Being In the Middle Better for ETFs Than Jan Brady

April 29, 2008
by Tom Lydon

Jan Among the exchange traded funds (ETFs) that focus on a particular company size and investing style, mid-cap growth seems to be leaving the others in the dust lately.

In the last three months, mid-cap growth has risen 10.2%. In the same time period, large-cap growth is up 7.2% and small-cap is up 6.2%. Gary Gordon for ETF Expert reports that one might find it tricky to locate any other size/style ETFs that are above their 200-day moving averages.
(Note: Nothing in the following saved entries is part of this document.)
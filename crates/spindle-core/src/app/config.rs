//! Config - キューと worker の設定
//!
//! すべてのフィールドにデフォルトがあり、JSON からは部分的に上書きできます。

use std::time::Duration;

use serde::{Deserialize, Serialize};

/// Worker / queue configuration.
#[derive(Debug, Clone, PartialEq, Serialize, Deserialize)]
#[serde(default)]
pub struct QueueConfig {
    /// Idle wait between polls when no task is pending.
    pub poll_interval_ms: u64,

    /// Default bound for `WorkerHandle::stop`.
    pub stop_timeout_ms: u64,

    /// Mark tasks left RUNNING by a previous process as FAILED before the
    /// first poll.
    pub fail_orphaned_on_start: bool,

    /// Backoff for failed task store calls made by the worker.
    pub store_retry: StoreRetryPolicy,
}

impl Default for QueueConfig {
    fn default() -> Self {
        Self {
            poll_interval_ms: 200,
            stop_timeout_ms: 5_000,
            fail_orphaned_on_start: true,
            store_retry: StoreRetryPolicy::default(),
        }
    }
}

impl QueueConfig {
    pub fn poll_interval(&self) -> Duration {
        Duration::from_millis(self.poll_interval_ms)
    }

    pub fn stop_timeout(&self) -> Duration {
        Duration::from_millis(self.stop_timeout_ms)
    }

    /// Parse from JSON; missing fields keep their defaults.
    pub fn from_json(text: &str) -> Result<Self, ConfigError> {
        let config: Self = serde_json::from_str(text)?;
        config.validate()?;
        Ok(config)
    }

    pub fn validate(&self) -> Result<(), ConfigError> {
        if self.poll_interval_ms == 0 {
            return Err(ConfigError::Invalid(
                "poll_interval_ms must be greater than 0".to_string(),
            ));
        }
        self.store_retry.validate()
    }
}

#[derive(Debug, thiserror::Error)]
pub enum ConfigError {
    #[error("invalid config JSON: {0}")]
    Parse(#[from] serde_json::Error),

    #[error("invalid config: {0}")]
    Invalid(String),
}

/// Retry policy for task store calls.
///
/// Task execution itself is never retried; this only covers the worker's
/// reads and writes when the store reports `StoreUnavailable`.
#[derive(Debug, Clone, PartialEq, Serialize, Deserialize)]
#[serde(default)]
pub struct StoreRetryPolicy {
    /// Delay before the first retry.
    pub base_delay_ms: u64,

    /// Backoff multiplier for exponential backoff.
    pub multiplier: f64,

    /// Total attempts including the first call (at least 1).
    pub max_attempts: u32,

    /// Upper bound for a single delay.
    pub max_delay_ms: u64,
}

impl Default for StoreRetryPolicy {
    fn default() -> Self {
        Self {
            base_delay_ms: 50,
            multiplier: 2.0,
            max_attempts: 5,
            max_delay_ms: 5_000,
        }
    }
}

impl StoreRetryPolicy {
    /// No retries: the first failure is returned.
    pub fn none() -> Self {
        Self {
            max_attempts: 1,
            ..Self::default()
        }
    }

    /// Delay after the `attempts`-th failed call (1-indexed).
    ///
    /// delay = min(base_delay * multiplier^(attempts - 1), max_delay)
    pub fn next_delay(&self, attempts: u32) -> Duration {
        let cap = Duration::from_millis(self.max_delay_ms);
        let base_secs = Duration::from_millis(self.base_delay_ms).as_secs_f64();
        let exponent = i32::try_from(attempts.saturating_sub(1)).unwrap_or(i32::MAX);
        let delay_secs = base_secs * self.multiplier.powf(f64::from(exponent));
        Duration::try_from_secs_f64(delay_secs).map_or(cap, |delay| delay.min(cap))
    }

    pub fn validate(&self) -> Result<(), ConfigError> {
        if !self.multiplier.is_finite() || self.multiplier < 1.0 {
            return Err(ConfigError::Invalid(format!(
                "store_retry.multiplier must be a finite number >= 1, got {}",
                self.multiplier
            )));
        }
        if self.base_delay_ms > self.max_delay_ms {
            return Err(ConfigError::Invalid(format!(
                "store_retry.base_delay_ms ({}) exceeds max_delay_ms ({})",
                self.base_delay_ms, self.max_delay_ms
            )));
        }
        Ok(())
    }

    pub fn max_attempts(&self) -> u32 {
        self.max_attempts.max(1)
    }
}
Some of these funds have been bolstered by strong performance from their top holdings:

  • iShares S&P MidCap 400 Growth Index (IJK): Top holding is Intuitive Surgical, Inc. (ISRG), at 2.5%; up 2.9% in last three months. The fund is up 10.2% in the same time period.
  • iShares Morningstar Mid Cap Growth (JKH): Top holding is ISRG at 1.4%; the fund is up 9.1% in the last three months.
  • Vanguard MidCap Growth (VOT): up 8.9% in the last three months.
  • Rydex MidCap 400 Pure Growth (RFG): Top holding at 2.1% is Encore Acquisition (EAC), which is up 50.3% in the last three months. The fund is up 9.3% in the last three months.
  • PowerShares Dynamic Mid Cap Growth Portfolio (PWJ): Top holding at 3.7% is FMC Technologies Inc. (FTI), which is up 29.4% in the last three months. The fund is up 7.1% in the last three months.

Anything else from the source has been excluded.